The task> Report the count of lines in the records that contain "Debug", without any added text.

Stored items
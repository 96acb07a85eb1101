use crate::config::CorsConfig;
use crate::context::RequestContext;
use crate::cors::Cors;
use crate::options::{CorsOptions, ValidationError};
use crate::result::CorsDecision;
use tracing::trace;

/// Ordered set of CORS rules. The first rule whose path pattern matches the
/// request path decides; later rules are not consulted.
#[derive(Debug, Clone, Default)]
pub struct CorsRegistry {
    rules: Vec<Cors>,
}

impl CorsRegistry {
    pub fn new() -> Self {
        Self::default()
    }

    /// Registry holding the single rule described by `config`.
    pub fn from_config(config: CorsConfig) -> Result<Self, ValidationError> {
        let mut registry = Self::new();
        registry.add(config.into_options()?)?;
        Ok(registry)
    }

    pub fn add(&mut self, options: CorsOptions) -> Result<&mut Self, ValidationError> {
        self.rules.push(Cors::new(options)?);
        Ok(self)
    }

    pub fn rules(&self) -> &[Cors] {
        &self.rules
    }

    pub fn check(&self, request: &RequestContext<'_>) -> CorsDecision {
        match self.rules.iter().find(|rule| rule.applies_to(request.path)) {
            Some(rule) => rule.check(request),
            None => {
                trace!(path = request.path, "no CORS rule covers path");
                CorsDecision::NotApplicable
            }
        }
    }
}

impl From<Cors> for CorsRegistry {
    fn from(rule: Cors) -> Self {
        Self { rules: vec![rule] }
    }
}

#[cfg(test)]
#[path = "registry_test.rs"]
mod registry_test;
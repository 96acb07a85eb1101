use crate::constants::header;
use crate::context::RequestContext;
use crate::headers::HeaderCollection;
use crate::options::CorsOptions;
use crate::origin::OriginDecision;

pub(crate) struct HeaderBuilder<'a> {
    options: &'a CorsOptions,
}

impl<'a> HeaderBuilder<'a> {
    pub(crate) fn new(options: &'a CorsOptions) -> Self {
        Self { options }
    }

    /// Origin headers plus whether the origin was accepted. `Vary: Origin`
    /// is emitted either way when the answer depends on the origin.
    pub(crate) fn build_origin_headers(
        &self,
        request: &RequestContext<'_>,
    ) -> (HeaderCollection, bool) {
        let origin = request.origin();
        match self.options.origin.resolve(origin) {
            OriginDecision::Any => {
                let mut headers = HeaderCollection::with_capacity(1);
                headers.push(header::ACCESS_CONTROL_ALLOW_ORIGIN, "*");
                (headers, true)
            }
            OriginDecision::Mirror => {
                let mut headers = HeaderCollection::with_capacity(2);
                if let Some(origin) = origin {
                    headers.push(header::ACCESS_CONTROL_ALLOW_ORIGIN, origin);
                }
                headers.add_vary(header::ORIGIN);
                (headers, true)
            }
            OriginDecision::Disallow => {
                let mut headers = HeaderCollection::with_capacity(1);
                headers.add_vary(header::ORIGIN);
                (headers, false)
            }
            OriginDecision::Skip => (HeaderCollection::new(), false),
        }
    }

    pub(crate) fn build_methods_header(&self) -> HeaderCollection {
        let mut headers = HeaderCollection::with_capacity(1);
        if let Some(value) = self.options.methods.header_value() {
            headers.push(header::ACCESS_CONTROL_ALLOW_METHODS, value);
        }
        headers
    }

    pub(crate) fn build_allowed_headers(&self, request: &RequestContext<'_>) -> HeaderCollection {
        let mut headers = HeaderCollection::with_capacity(1);
        if let Some(value) = self
            .options
            .allowed_headers
            .header_value(request.access_control_request_headers)
        {
            headers.push(header::ACCESS_CONTROL_ALLOW_HEADERS, value);
        }
        headers
    }

    pub(crate) fn build_credentials_header(&self) -> HeaderCollection {
        let mut headers = HeaderCollection::with_capacity(1);
        if self.options.credentials {
            headers.push(header::ACCESS_CONTROL_ALLOW_CREDENTIALS, "true");
        }
        headers
    }

    pub(crate) fn build_max_age_header(&self) -> HeaderCollection {
        let mut headers = HeaderCollection::with_capacity(1);
        if let Some(seconds) = self.options.max_age {
            headers.push(header::ACCESS_CONTROL_MAX_AGE, seconds.to_string());
        }
        headers
    }

    pub(crate) fn build_preflight_vary(&self) -> HeaderCollection {
        let mut headers = HeaderCollection::with_capacity(1);
        headers.add_vary(header::ORIGIN);
        headers.add_vary(header::ACCESS_CONTROL_REQUEST_METHOD);
        headers.add_vary(header::ACCESS_CONTROL_REQUEST_HEADERS);
        headers
    }
}

#[cfg(test)]
#[path = "header_builder_test.rs"]
mod header_builder_test;
use crate::options::ValidationError;
use crate::util::equals_ignore_case;
use std::collections::HashSet;
use url::Url;

const MAX_ORIGIN_LENGTH: usize = 4_096;

/// Which request origins a rule accepts.
#[derive(Clone, Debug, PartialEq, Eq)]
pub enum Origin {
    /// Any origin; answered with `Access-Control-Allow-Origin: *`.
    Any,
    /// Exact, case-insensitive allow-list of serialized origins.
    List(Vec<String>),
}

/// Outcome of matching a request origin against an [`Origin`] rule.
#[derive(Debug, Clone, PartialEq, Eq)]
pub enum OriginDecision {
    Any,
    Mirror,
    Disallow,
    Skip,
}

impl Origin {
    pub fn any() -> Self {
        Self::Any
    }

    /// Builds an allow-list, trimming whitespace and a single trailing `/`,
    /// and dropping case-insensitive duplicates.
    pub fn list<I, S>(values: I) -> Self
    where
        I: IntoIterator<Item = S>,
        S: Into<String>,
    {
        let mut seen = HashSet::new();
        let mut deduped = Vec::new();
        for value in values {
            let value = value.into();
            let trimmed = value.trim();
            let trimmed = trimmed.strip_suffix('/').unwrap_or(trimmed).to_string();
            if seen.insert(trimmed.to_ascii_lowercase()) {
                deduped.push(trimmed);
            }
        }

        Self::List(deduped)
    }

    pub fn resolve(&self, request_origin: Option<&str>) -> OriginDecision {
        let Some(origin) = request_origin else {
            return OriginDecision::Skip;
        };
        if origin.len() > MAX_ORIGIN_LENGTH {
            return OriginDecision::Disallow;
        }

        match self {
            Origin::Any => OriginDecision::Any,
            Origin::List(allowed) => {
                if allowed
                    .iter()
                    .any(|candidate| equals_ignore_case(candidate, origin))
                {
                    OriginDecision::Mirror
                } else {
                    OriginDecision::Disallow
                }
            }
        }
    }

    pub fn is_any(&self) -> bool {
        matches!(self, Origin::Any)
    }

    pub(crate) fn validate(&self) -> Result<(), ValidationError> {
        match self {
            Origin::Any => Ok(()),
            Origin::List(values) => values.iter().try_for_each(|value| validate_origin(value)),
        }
    }
}

fn validate_origin(value: &str) -> Result<(), ValidationError> {
    let invalid = |reason: String| ValidationError::InvalidOrigin {
        origin: value.to_string(),
        reason,
    };

    if value == "*" {
        return Err(invalid("wildcard cannot appear inside an origin list".into()));
    }

    let url = Url::parse(value).map_err(|err| invalid(err.to_string()))?;
    if !matches!(url.scheme(), "http" | "https") {
        return Err(invalid(format!("unsupported scheme '{}'", url.scheme())));
    }
    if url.path() != "/" || url.query().is_some() || url.fragment().is_some() {
        return Err(invalid("origin must not contain a path or query".into()));
    }
    if !url.username().is_empty() || url.password().is_some() {
        return Err(invalid("origin must not contain user info".into()));
    }

    let serialized = url.origin().ascii_serialization();
    if !serialized.eq_ignore_ascii_case(value) {
        return Err(invalid(format!("not in serialized form, expected '{serialized}'")));
    }

    Ok(())
}

#[cfg(test)]
#[path = "origin_test.rs"]
mod origin_test;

Exercise result> 3